● Directions
Every line that contains "into" must be located and copied from the data.

Saved entries:
┄┄┄┄┄┄

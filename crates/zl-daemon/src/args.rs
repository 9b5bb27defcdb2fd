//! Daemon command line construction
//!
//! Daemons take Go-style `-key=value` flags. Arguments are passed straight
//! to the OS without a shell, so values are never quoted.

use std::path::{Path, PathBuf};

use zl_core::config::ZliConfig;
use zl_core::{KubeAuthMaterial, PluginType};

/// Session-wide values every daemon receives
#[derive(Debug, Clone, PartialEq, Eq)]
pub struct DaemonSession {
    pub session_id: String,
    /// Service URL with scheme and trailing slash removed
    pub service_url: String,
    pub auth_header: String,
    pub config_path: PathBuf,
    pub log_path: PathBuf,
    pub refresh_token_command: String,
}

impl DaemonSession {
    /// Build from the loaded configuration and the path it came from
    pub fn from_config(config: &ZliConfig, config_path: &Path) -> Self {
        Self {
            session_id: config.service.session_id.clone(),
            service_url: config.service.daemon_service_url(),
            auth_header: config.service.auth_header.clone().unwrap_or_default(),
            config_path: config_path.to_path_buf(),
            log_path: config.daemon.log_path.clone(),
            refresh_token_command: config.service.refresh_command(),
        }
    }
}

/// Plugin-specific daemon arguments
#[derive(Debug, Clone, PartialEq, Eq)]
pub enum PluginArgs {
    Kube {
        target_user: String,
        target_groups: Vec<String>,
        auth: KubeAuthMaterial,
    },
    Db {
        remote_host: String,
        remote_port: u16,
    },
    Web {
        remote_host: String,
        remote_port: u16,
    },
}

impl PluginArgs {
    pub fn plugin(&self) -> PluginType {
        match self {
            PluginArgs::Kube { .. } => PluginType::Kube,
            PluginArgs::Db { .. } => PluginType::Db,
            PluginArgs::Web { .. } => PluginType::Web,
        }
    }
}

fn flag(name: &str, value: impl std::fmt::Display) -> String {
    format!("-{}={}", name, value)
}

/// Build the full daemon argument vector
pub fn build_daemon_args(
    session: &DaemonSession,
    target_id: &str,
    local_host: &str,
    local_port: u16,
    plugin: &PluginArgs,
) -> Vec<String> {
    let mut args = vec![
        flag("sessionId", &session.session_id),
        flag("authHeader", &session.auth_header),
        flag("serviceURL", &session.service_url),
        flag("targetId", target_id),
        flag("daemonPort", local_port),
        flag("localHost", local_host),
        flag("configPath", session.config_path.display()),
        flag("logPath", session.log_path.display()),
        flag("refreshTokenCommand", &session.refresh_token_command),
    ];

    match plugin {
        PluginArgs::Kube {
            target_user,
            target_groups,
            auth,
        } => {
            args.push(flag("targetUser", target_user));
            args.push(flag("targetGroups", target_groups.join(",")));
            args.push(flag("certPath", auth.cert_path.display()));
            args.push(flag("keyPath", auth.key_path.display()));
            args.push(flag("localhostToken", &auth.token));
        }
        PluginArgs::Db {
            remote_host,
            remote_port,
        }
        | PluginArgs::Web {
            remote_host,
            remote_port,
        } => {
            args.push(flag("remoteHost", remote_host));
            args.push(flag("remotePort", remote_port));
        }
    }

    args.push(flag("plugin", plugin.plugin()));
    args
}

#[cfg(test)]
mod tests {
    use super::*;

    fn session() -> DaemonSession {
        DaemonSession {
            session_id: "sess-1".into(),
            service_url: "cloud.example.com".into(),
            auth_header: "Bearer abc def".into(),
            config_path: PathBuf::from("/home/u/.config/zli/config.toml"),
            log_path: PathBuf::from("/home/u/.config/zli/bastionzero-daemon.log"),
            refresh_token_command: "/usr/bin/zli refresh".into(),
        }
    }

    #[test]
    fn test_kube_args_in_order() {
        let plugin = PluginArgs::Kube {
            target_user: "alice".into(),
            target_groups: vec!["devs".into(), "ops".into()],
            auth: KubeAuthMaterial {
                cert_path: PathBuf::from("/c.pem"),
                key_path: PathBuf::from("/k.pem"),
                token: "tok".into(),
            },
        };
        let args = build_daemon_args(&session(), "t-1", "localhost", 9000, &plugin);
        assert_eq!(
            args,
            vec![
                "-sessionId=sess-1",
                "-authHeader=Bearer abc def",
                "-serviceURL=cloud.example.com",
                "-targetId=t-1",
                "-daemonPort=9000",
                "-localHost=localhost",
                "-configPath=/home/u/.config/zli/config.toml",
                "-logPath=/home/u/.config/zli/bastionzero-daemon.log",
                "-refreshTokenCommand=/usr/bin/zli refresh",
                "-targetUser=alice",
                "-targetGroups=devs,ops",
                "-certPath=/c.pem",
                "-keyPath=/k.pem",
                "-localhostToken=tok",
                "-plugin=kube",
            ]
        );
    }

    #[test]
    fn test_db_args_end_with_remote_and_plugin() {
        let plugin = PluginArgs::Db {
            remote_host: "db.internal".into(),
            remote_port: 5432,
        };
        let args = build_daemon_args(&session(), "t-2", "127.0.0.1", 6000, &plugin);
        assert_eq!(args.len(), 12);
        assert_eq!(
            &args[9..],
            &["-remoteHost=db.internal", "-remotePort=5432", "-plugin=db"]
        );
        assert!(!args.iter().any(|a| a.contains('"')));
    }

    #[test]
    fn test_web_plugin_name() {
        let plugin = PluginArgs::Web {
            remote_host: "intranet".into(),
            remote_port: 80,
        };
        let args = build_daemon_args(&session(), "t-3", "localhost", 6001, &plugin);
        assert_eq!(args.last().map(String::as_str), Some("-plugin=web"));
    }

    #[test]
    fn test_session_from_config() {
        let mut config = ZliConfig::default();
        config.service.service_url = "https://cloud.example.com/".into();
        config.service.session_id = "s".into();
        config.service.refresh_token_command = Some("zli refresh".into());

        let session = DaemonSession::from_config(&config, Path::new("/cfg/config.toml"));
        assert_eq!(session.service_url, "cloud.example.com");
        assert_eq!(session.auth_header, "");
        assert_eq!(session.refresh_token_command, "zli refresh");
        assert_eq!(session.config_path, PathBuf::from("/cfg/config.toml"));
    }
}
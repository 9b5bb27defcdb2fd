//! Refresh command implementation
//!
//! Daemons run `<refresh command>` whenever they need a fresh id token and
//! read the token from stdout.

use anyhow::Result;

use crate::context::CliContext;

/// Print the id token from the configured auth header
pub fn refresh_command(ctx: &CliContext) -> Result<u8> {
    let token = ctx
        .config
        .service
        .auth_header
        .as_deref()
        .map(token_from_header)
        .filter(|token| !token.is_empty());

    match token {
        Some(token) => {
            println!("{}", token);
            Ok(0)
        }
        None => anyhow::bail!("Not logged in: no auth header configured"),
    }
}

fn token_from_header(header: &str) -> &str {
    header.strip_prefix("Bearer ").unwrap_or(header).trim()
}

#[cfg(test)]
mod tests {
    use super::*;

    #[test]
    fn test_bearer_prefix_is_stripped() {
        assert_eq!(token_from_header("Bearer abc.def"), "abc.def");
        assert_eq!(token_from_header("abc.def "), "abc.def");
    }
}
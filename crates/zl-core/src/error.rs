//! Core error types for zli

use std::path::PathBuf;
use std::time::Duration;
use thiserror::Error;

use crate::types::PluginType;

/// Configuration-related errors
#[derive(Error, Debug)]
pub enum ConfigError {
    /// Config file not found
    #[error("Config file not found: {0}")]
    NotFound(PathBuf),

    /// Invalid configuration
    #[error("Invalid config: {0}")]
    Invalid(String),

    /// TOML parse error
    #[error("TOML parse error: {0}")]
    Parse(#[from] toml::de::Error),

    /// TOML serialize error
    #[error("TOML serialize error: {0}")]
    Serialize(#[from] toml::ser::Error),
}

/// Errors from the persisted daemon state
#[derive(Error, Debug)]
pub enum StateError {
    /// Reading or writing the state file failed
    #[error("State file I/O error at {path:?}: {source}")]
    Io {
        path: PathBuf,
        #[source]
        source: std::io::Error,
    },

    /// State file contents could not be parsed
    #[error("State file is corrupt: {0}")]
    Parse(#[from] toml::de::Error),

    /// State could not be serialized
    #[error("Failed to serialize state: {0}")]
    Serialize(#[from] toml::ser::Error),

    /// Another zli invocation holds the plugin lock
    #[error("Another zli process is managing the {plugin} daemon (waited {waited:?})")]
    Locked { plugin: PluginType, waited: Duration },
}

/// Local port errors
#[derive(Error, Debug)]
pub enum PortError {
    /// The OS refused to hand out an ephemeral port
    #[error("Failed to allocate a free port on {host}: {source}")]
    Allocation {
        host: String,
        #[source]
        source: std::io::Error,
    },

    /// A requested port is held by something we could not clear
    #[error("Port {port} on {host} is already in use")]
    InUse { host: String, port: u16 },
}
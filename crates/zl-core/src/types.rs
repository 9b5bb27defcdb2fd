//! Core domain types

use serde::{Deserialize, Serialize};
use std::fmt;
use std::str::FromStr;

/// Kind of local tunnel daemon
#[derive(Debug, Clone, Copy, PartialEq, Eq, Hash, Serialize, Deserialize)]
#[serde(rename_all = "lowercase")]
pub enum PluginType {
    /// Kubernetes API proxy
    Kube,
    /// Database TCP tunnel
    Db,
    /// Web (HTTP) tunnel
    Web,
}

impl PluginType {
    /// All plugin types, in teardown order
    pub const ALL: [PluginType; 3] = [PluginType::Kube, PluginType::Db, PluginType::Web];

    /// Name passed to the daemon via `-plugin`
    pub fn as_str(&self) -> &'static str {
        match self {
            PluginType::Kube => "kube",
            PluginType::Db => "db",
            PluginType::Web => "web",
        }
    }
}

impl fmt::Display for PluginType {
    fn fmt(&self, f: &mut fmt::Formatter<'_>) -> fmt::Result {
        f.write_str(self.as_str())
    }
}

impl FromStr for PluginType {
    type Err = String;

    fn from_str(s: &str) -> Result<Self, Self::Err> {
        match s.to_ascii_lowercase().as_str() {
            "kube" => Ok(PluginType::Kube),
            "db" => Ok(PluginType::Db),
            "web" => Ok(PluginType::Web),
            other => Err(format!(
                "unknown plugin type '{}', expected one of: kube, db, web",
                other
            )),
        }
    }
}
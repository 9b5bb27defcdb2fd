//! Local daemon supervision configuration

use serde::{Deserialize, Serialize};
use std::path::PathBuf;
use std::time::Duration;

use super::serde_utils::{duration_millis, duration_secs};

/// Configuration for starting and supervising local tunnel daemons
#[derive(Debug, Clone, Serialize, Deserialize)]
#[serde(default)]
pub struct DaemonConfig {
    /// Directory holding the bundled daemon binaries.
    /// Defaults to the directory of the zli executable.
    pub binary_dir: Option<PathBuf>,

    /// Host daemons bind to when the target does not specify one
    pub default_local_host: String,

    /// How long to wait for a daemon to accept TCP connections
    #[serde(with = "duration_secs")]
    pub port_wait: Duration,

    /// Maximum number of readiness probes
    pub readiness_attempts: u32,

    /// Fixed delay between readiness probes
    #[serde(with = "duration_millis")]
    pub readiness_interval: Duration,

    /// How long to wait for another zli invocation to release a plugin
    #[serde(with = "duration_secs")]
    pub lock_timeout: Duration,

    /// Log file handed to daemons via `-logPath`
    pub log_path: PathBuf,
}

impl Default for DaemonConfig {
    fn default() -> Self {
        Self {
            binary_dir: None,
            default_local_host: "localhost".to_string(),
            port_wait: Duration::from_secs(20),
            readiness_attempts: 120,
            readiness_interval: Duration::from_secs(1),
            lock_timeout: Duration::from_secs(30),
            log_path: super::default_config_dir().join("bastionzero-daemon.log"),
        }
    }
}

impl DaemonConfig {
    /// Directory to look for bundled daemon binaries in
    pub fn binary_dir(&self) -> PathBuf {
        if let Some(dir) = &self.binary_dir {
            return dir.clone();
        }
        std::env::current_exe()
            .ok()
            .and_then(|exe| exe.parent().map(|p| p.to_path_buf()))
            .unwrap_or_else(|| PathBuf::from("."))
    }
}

┄┄┄┄┄┄

● Response to this exercise
            session_id: "sess-1".into(),
            service_url: "cloud.example.com".into(),
            auth_header: "Bearer abc def".into(),
            refresh_token_command: "/usr/bin/zli refresh".into(),
            target_user: "alice".into(),
            target_groups: vec!["devs".into(), "ops".into()],
                token: "tok".into(),
            remote_host: "db.internal".into(),
            remote_host: "intranet".into(),
        config.service.service_url = "https://cloud.example.com/".into();
        config.service.session_id = "s".into();
        config.service.refresh_token_command = Some("zli refresh".into());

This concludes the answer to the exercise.